Bovendien stonden kloosters in nauwe verbinding met zowel andere kloosters als met de steden en dorpen in de omgeving. Er ging in geestelijk opzicht een stimulerende werking van uit.
Maria
In de rooms-katholieke traditie is Maria het grote voorbeeld zowel voor nonnen als voor moeders, meisjes en getrouwde vrouwen geweest. Op de ”trap des geestelijken levens” stond zij als gezegende onder de vrouwen bovenaan.
In ”Maria, die neue Eva” van de Duitse theoloog Markus Hofmann wordt nagegaan hoe de parallel tussen Eva en Maria tot stand is gekomen en deze zich theologisch en kerkhistorisch ontwikkeld heeft: Eva als de moeder van alle mensen en Maria als de moeder van Jezus; Eva als de vrouw via wie de zonde in de wereld kwam en Maria als de vrouw via wie de Verlosser in de wereld kwam.
Het is een parallel met veel verrassende aspecten. Maar volgens Hofmann was het in ieder geval in de eerste vier eeuwen na Christus niet zo dat dit tot een vrouwvijandige noch tot een Maria-verheerlijkende benadering heeft geleid. De reformatoren zijn in dat spoor gebleven of beter gezegd: ernaar teruggekeerd. Onder redactie van Thomas Seidel (theoloog en historicus) en Ulrich Schacht (schrijver en journalist) verscheen een bundel studies over de wijze waarop Maria in de reformatorische theologie en kunst is gewaardeerd.
Ideaalbeeld
Reformatorisch is dan vooral Luther, maar dat maakt de studie niet minder interessant. Maria heeft bij Luther een bijzondere plaats, maar hij spreekt zo over haar dat het ”Christus alleen” nooit in het gedrang komt, aldus de auteurs. Ook voor Luther is Maria altijd maagd gebleven en heeft Jezus dus wel neven en nichten, maar geen broers en zusters gehad. Daarmee blijft Maria iets monastieks houden, zoals dat trouwens ook bij Luther zelf het geval is geweest: hij is altijd in zijn klooster blijven wonen, ook nadat hij getrouwd was.

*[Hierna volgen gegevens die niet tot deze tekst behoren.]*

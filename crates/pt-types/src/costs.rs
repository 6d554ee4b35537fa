//! Per-cell solver outcomes and the generation cost matrix.

use serde::{Deserialize, Serialize};
use std::fmt;

use crate::problem::SENTINEL_COST;

/// Coordinates of one (candidate, problem) unit of evaluator work.
#[derive(Debug, Clone, Copy, PartialEq, Eq, Hash, PartialOrd, Ord, Serialize, Deserialize)]
pub struct CellId {
    pub candidate: usize,
    pub problem: usize,
}

impl CellId {
    pub fn new(candidate: usize, problem: usize) -> Self {
        Self { candidate, problem }
    }
}

impl fmt::Display for CellId {
    fn fmt(&self, f: &mut fmt::Formatter<'_>) -> fmt::Result {
        write!(f, "({}, {})", self.candidate, self.problem)
    }
}

/// What happened when a cell ran.
#[derive(Debug, Clone, Copy, PartialEq, Eq, Serialize, Deserialize)]
pub enum CellOutcome {
    /// The solver declared a plan; holds the cheapest declared cost.
    Success(u64),
    /// The solver finished but never declared a cost.
    SolverReportedNoPlan,
    SolverCrashedOrTimedOut,
    /// The batch scheduler gave up waiting before the cell ran.
    JobNeverCompleted,
}

impl CellOutcome {
    pub fn cost(&self) -> Option<u64> {
        match self {
            CellOutcome::Success(cost) => Some(*cost),
            _ => None,
        }
    }

    /// Cost as scored: failures collapse to the sentinel.
    pub fn raw_cost(&self) -> f64 {
        self.cost().map_or(SENTINEL_COST, |c| c as f64)
    }

    pub fn is_success(&self) -> bool {
        matches!(self, CellOutcome::Success(_))
    }
}

impl Default for CellOutcome {
    fn default() -> Self {
        CellOutcome::JobNeverCompleted
    }
}

/// Dense `candidates x problems` matrix of outcomes for one generation.
#[derive(Debug, Clone, PartialEq, Serialize, Deserialize)]
pub struct CostMatrix {
    candidates: usize,
    problems: usize,
    cells: Vec<CellOutcome>,
}

impl CostMatrix {
    /// Every cell starts as never completed until a result lands in it.
    pub fn new(candidates: usize, problems: usize) -> Self {
        Self {
            candidates,
            problems,
            cells: vec![CellOutcome::JobNeverCompleted; candidates * problems],
        }
    }

    /// Build a matrix from raw costs, negative values meaning failure.
    pub fn from_raw(rows: &[Vec<f64>]) -> Self {
        let problems = rows.first().map_or(0, |r| r.len());
        let mut matrix = Self::new(rows.len(), problems);
        for (candidate, row) in rows.iter().enumerate() {
            for (problem, &cost) in row.iter().enumerate() {
                let outcome = if cost >= 0.0 {
                    CellOutcome::Success(cost.round() as u64)
                } else {
                    CellOutcome::SolverCrashedOrTimedOut
                };
                matrix.set(CellId::new(candidate, problem), outcome);
            }
        }
        matrix
    }

    /// Densify outcomes that may have arrived in any order.
    pub fn from_outcomes(
        candidates: usize,
        problems: usize,
        outcomes: impl IntoIterator<Item = (CellId, CellOutcome)>,
    ) -> Self {
        let mut matrix = Self::new(candidates, problems);
        for (cell, outcome) in outcomes {
            matrix.set(cell, outcome);
        }
        matrix
    }

    pub fn candidates(&self) -> usize {
        self.candidates
    }

    pub fn problems(&self) -> usize {
        self.problems
    }

    fn index(&self, cell: CellId) -> usize {
        assert!(
            cell.candidate < self.candidates && cell.problem < self.problems,
            "cell {cell} outside {}x{} matrix",
            self.candidates,
            self.problems
        );
        cell.candidate * self.problems + cell.problem
    }

    pub fn get(&self, cell: CellId) -> CellOutcome {
        self.cells[self.index(cell)]
    }

    pub fn set(&mut self, cell: CellId, outcome: CellOutcome) {
        let idx = self.index(cell);
        self.cells[idx] = outcome;
    }

    pub fn raw(&self, candidate: usize, problem: usize) -> f64 {
        self.get(CellId::new(candidate, problem)).raw_cost()
    }

    pub fn row(&self, candidate: usize) -> impl Iterator<Item = f64> + '_ {
        (0..self.problems).map(move |p| self.raw(candidate, p))
    }

    pub fn column(&self, problem: usize) -> impl Iterator<Item = f64> + '_ {
        (0..self.candidates).map(move |c| self.raw(c, problem))
    }

    pub fn failures(&self) -> usize {
        self.cells.iter().filter(|c| !c.is_success()).count()
    }

    /// Row-major coordinates of every cell.
    pub fn cell_ids(candidates: usize, problems: usize) -> impl Iterator<Item = CellId> {
        (0..candidates).flat_map(move |c| (0..problems).map(move |p| CellId::new(c, p)))
    }
}

impl fmt::Display for CostMatrix {
    fn fmt(&self, f: &mut fmt::Formatter<'_>) -> fmt::Result {
        for candidate in 0..self.candidates {
            for cost in self.row(candidate) {
                write!(f, "{:6}", cost as i64)?;
            }
            writeln!(f)?;
        }
        Ok(())
    }
}

#[cfg(test)]
mod tests {
    use super::*;

    #[test]
    fn outcomes_land_by_coordinates() {
        let outcomes = vec![
            (CellId::new(1, 1), CellOutcome::Success(3)),
            (CellId::new(0, 0), CellOutcome::Success(7)),
            (CellId::new(1, 0), CellOutcome::SolverReportedNoPlan),
        ];
        let matrix = CostMatrix::from_outcomes(2, 2, outcomes);

        assert_eq!(matrix.raw(0, 0), 7.0);
        assert_eq!(matrix.raw(1, 1), 3.0);
        assert_eq!(matrix.raw(1, 0), SENTINEL_COST);
        // Never filled
        assert_eq!(matrix.get(CellId::new(0, 1)), CellOutcome::JobNeverCompleted);
        assert_eq!(matrix.failures(), 2);
    }

    #[test]
    fn from_raw_treats_negatives_as_failures() {
        let matrix = CostMatrix::from_raw(&[vec![5.0, -1.0], vec![0.0, 12.0]]);
        assert_eq!(matrix.candidates(), 2);
        assert_eq!(matrix.problems(), 2);
        assert!(!matrix.get(CellId::new(0, 1)).is_success());
        assert_eq!(matrix.get(CellId::new(1, 0)), CellOutcome::Success(0));
        assert_eq!(matrix.column(1).collect::<Vec<_>>(), vec![-1.0, 12.0]);
    }

    #[test]
    fn cell_ids_are_row_major() {
        let ids: Vec<CellId> = CostMatrix::cell_ids(2, 3).collect();
        assert_eq!(ids.len(), 6);
        assert_eq!(ids[0], CellId::new(0, 0));
        assert_eq!(ids[3], CellId::new(1, 0));
        assert_eq!(ids[5], CellId::new(1, 2));
    }

    #[test]
    fn display_uses_sentinel_for_failures() {
        let matrix = CostMatrix::from_raw(&[vec![5.0, -1.0]]);
        assert_eq!(matrix.to_string(), "     5    -1\n");
    }
}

Maria werd in de reformatorische traditie niet geïdealiseerd, maar zij was wel een ideaalbeeld van geestelijke wasdom die ook een zondares kan bereiken. Zij kan zo een middel zijn om op de trappen van het geestelijk leven verder te komen.
”Als die Religion noch nicht langweilig war”, Hans Conrad Zander; uitg. Gütersloher Verlagshaus, Gütersloh; ISBN 978 3 579 06569 4; 288 blz.; € 19,99; ”Das Mönchtum im Abendland”, Peter Hawel; uitg. Hawel Verlag, Wallerstein; ISBN 978 3 9810376 2 3; 686 blz.; € 49,-; ”Mönchtum und Protestantismus. Probleme und Wege der Forschung seit 1877”, Bernd Jaspert; uitg. EOS Verlag, Sankt Ottilien; ISBN 978 3 8306 7460 3; 1038 blz.; € 98,-; ”Ecclesia als Kommunikationsraum in Mitteleuropa”, Eva Doležalová/Robert Šimůnek (red.); uitg. Oldenbourg, München; ISBN 978 3 486 70661 1; 388 blz.; € 49,80; ”Maria, die neue Eva”, Markus Hofmann; uitg. Friedrich Pustet, Regensburg; ISBN 978 3 7917 2294 8; 584 blz.; € 44,90; ”Maria. Evangelisch”, Thomas A. Seidel/ Ulrich Schacht (red.); uitg. EVA, Leipzig; ISBN 978 3 89710 498 3; 270 blz.; € 19,80.